Sybil Van Antwerp, a cantankerous but exceedingly well-mannered septuagenarian, is the titular correspondent in Evans’ debut novel. Sybil has retired from a beloved job as chief clerk to a judge with whom she had previously been in private legal practice. She is the divorced mother of two living adult children and one who died when he was 8. She is a reader of novels, a gardener, and a keen observer of human nature. But the most distinguishing thing about Sybil is her lifelong practice of letter writing. As advancing vision problems threaten Sybil’s carefully constructed way of life—in which letters take the place of personal contact and engagement—she must reckon with unaddressed issues from her past that threaten the house of cards (letters, really) she has built around herself. Sybil’s relationships are gradually revealed in the series of letters sent to and received from, among others, her brother, sister-in-law, children, former work associates, and, intriguingly, literary icons including Joan Didion and Larry McMurtry. Perhaps most affecting is the series of missives Sybil writes but never mails to a shadowy figure from her past.
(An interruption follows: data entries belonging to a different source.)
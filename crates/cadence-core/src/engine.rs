//! Engine facade
//!
//! Wires every component from one set of repositories, one configuration
//! and one shared random source.

use std::sync::Arc;

use chrono::{DateTime, Utc};

use crate::config::EngineConfig;
use crate::error::Result;
use crate::pool::ReviewPool;
use crate::random::SeedSource;
use crate::repetition::RepetitionOrchestrator;
use crate::selector::ItemSelector;
use crate::session::{ExerciseBuilder, SessionProgress, SessionRequest, SessionState};
use crate::sm2::{DifficultyRecord, Rating};
use crate::store::Repositories;
use crate::types::{ItemId, SessionId, UserId};

/// The scheduling engine
pub struct Engine {
    config: EngineConfig,
    pool: Arc<ReviewPool>,
    selector: Arc<ItemSelector>,
    orchestrator: Arc<RepetitionOrchestrator>,
    sessions: SessionProgress,
}

impl Engine {
    /// Build an engine; fails when `config` does not validate
    pub fn new(
        repos: Repositories,
        exercises: Arc<dyn ExerciseBuilder>,
        config: EngineConfig,
    ) -> Result<Self> {
        config.validate()?;
        let seeds = Arc::new(SeedSource::from_config(config.seed));

        let pool = Arc::new(ReviewPool::new(
            repos.items.clone(),
            repos.pool.clone(),
            config.pool.clone(),
            seeds.clone(),
        ));
        let selector = Arc::new(ItemSelector::new(
            repos.items.clone(),
            pool.clone(),
            config.selector.clone(),
            seeds.clone(),
        ));
        let orchestrator = Arc::new(RepetitionOrchestrator::new(
            repos.difficulty.clone(),
            repos.ratings.clone(),
            pool.clone(),
        ));
        let sessions = SessionProgress::new(
            repos.sessions.clone(),
            repos.difficulty.clone(),
            pool.clone(),
            selector.clone(),
            orchestrator.clone(),
            exercises,
            seeds,
            config.session.clone(),
        );

        Ok(Self {
            config,
            pool,
            selector,
            orchestrator,
            sessions,
        })
    }

    pub async fn start_session(&self, request: SessionRequest) -> Result<SessionState> {
        self.sessions.start(request).await
    }

    pub async fn advance(&self, session: SessionId, now: DateTime<Utc>) -> Result<SessionState> {
        self.sessions.advance(session, now).await
    }

    pub async fn rate(
        &self,
        session: SessionId,
        item: ItemId,
        rating: Rating,
        now: DateTime<Utc>,
    ) -> Result<SessionState> {
        self.sessions.rate(session, item, rating, now).await
    }

    pub async fn session(&self, session: SessionId) -> Result<SessionState> {
        self.sessions.session(session).await
    }

    /// Rate an item outside any session
    pub async fn rate_item(
        &self,
        user: UserId,
        item: ItemId,
        rating: Rating,
        now: DateTime<Utc>,
    ) -> Result<DifficultyRecord> {
        self.orchestrator.handle(user, item, rating, now).await
    }

    pub fn config(&self) -> &EngineConfig {
        &self.config
    }

    pub fn pool(&self) -> &ReviewPool {
        &self.pool
    }

    pub fn selector(&self) -> &ItemSelector {
        &self.selector
    }

    pub fn sessions(&self) -> &SessionProgress {
        &self.sessions
    }
}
Thoughtful musings on the value and immortal quality of letters and the written word populate one of Sybil’s notes to a young correspondent while other messages are laugh-out-loud funny, tinged with her characteristic blunt tartness. Evans has created a brusque and quirky yet endearing main character with no shortage of opinions and advice for others but who fails to excavate the knotty difficulties of her own life. As Sybil grows into a delayed self-awareness, her letters serve as a chronicle of fitful growth.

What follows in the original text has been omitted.